Folha de S.Paulo

Bancos gringos dão munição para Lula na Vale

Analistas rebaixaram recomendaç­ões sobre ações da empresa, e governo ganha argumento para intervir

- Marcos de Vasconcell­os Jornalista, assessor de investimen­tos e fundador do Monitor do Mercado

O governo petista acaba de ganhar mais munição para brigar por mudanças na direção da Vale. Dois gigantes internacio­nais decidiram, na última semana, rebaixar suas recomendaç­ões em relação às ações da empresa: Bank of America (BofA) e UBS.

Ambos os bancos recomendav­am a compra dos papéis VALE3, mas, nos últimos dias, ajustaram os ponteiros para “neutro”, o que significa que não veem mais boas chances de cresciment­o.

Esses relatórios são o tipo de coisa que chega nas mãos de quem realmente muda o preço de ações de gigantes como a mineradora —e a pontuação do Ibovespa—: grandes fundos de investimen­to internacio­nais.

Não à toa, os papéis, que haviam subido 5,45% na segunda-feira (8), seguindo a alta dos preços do minério de ferro, desabaram nos dias seguintes, com a divulgação das novas recomendaç­ões.

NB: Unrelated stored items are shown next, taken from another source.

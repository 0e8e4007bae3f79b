use sqlx::postgres::PgPoolOptions;
use std::net::TcpListener;
use std::sync::Arc;
use tokengate::configuration::get_configuration;
use tokengate::registry::PgTokenRegistry;
use tokengate::startup::{run, Backends};
use tokengate::subjects::PgSubjectDirectory;
use tokengate::telemetry::init_telemetry;
use tokengate::triggers::TracingTriggerDispatcher;

#[tokio::main]
async fn main() -> std::io::Result<()> {
    init_telemetry("info");

    tracing::info!("Starting application");

    let configuration = match get_configuration() {
        Ok(config) => {
            tracing::info!("Configuration loaded successfully");
            config
        }
        Err(e) => {
            tracing::error!("Failed to read configuration: {}", e);
            return Err(std::io::Error::new(
                std::io::ErrorKind::InvalidInput,
                "Configuration error",
            ));
        }
    };

    tracing::info!("Attempting to connect to database");
    let pool = PgPoolOptions::new()
        .max_connections(5)
        .connect(&configuration.database.connection_string())
        .await
        .map_err(|e| {
            tracing::error!("Failed to create connection pool: {}", e);
            std::io::Error::new(
                std::io::ErrorKind::ConnectionRefused,
                "Database connection error",
            )
        })?;

    sqlx::migrate!("./migrations").run(&pool).await.map_err(|e| {
        tracing::error!("Failed to run migrations: {}", e);
        std::io::Error::new(std::io::ErrorKind::Other, "Migration error")
    })?;

    tracing::info!("Database ready");

    let backends = Backends {
        registry: Arc::new(PgTokenRegistry::new(
            pool.clone(),
            configuration.jwt.registry_limit,
        )),
        subjects: Arc::new(PgSubjectDirectory::new(pool)),
        dispatcher: Arc::new(TracingTriggerDispatcher),
    };

    let address = format!(
        "{}:{}",
        configuration.application.host, configuration.application.port
    );
    let listener = TcpListener::bind(&address)?;
    tracing::info!("Server listening on: {}", address);

    let server = run(
        listener,
        configuration.application.base_url.clone(),
        configuration.jwt.clone(),
        backends,
    )?;

    server.await
}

Na sexta-feira (12), eram novamente negociadas na casa dos R$ 62, justamente o preço-alvo definido pelo último relatório do BofA. Ou seja, para o banco, daí não passa.

Os analistas que assinam o documento apontam que o minério de ferro parece longe de recuperar bons preços; que a Vale deverá aumentar suas provisões para pagar a conta do desastre da Samarco, reduzindo o pagamento de dividendos; e há muitas incertezas sobre quem será seu próximo CEO.

Ter os gringos apontando que o trem da Vale estacionou pode virar um prato cheio para o governo federal, que enfrentou forte resistênci­a ao tentar colocar o ex-ministro da Fazenda petista Guido Mantega no comando da gigante.

Em meio à queda de braço com os conselheir­os da empresa, o presidente Lula resolveu escancarar problemas da Vale em rede nacional. Acusou a empresa de ter minas não exploradas há mais de 30 anos e arrematou que “a Vale não pode ter o monopólio”, dando a entender que o governo cogita incentivar concorrent­es. Entre outras coisas, que já abordamos aqui.

A briga escalou e fez a mudança na chefia ser adiada para o fim do ano. Agora, o PT tem documentos produzidos pelo próprio mercado financeiro para argumentar que a receita seguida até hoje não fará a Vale voltar a andar. Não pode ignorar, entretanto, que ninguém tem essa fórmula milagrosa em mãos.

Uma simples espiada nos gráficos de cotações deixam claro que, independen­temente de rompimento­s de barragens (como as tragédias de Brumadinho e Mariana), trocas de presidente ou entrevista­s inflamadas, o preço das ações da Vale dança a música do preço do minério de ferro. E ele acumula uma queda de 23% neste ano e um tombo de quase 40% nos últimos três anos. Commoditie­s vivem de ciclos, como é sabido.

A mudança na chefia esperada para o fim do ano pode ser uma oportunida­de de ouro para apresentar um plano claro para a Vale se desvencilh­ar dos fantasmas do passado e se descolar da simples variação do preço do minério. Até lá, dificilmen­te alguém vai achar uma boa ideia investir na velha mineradora.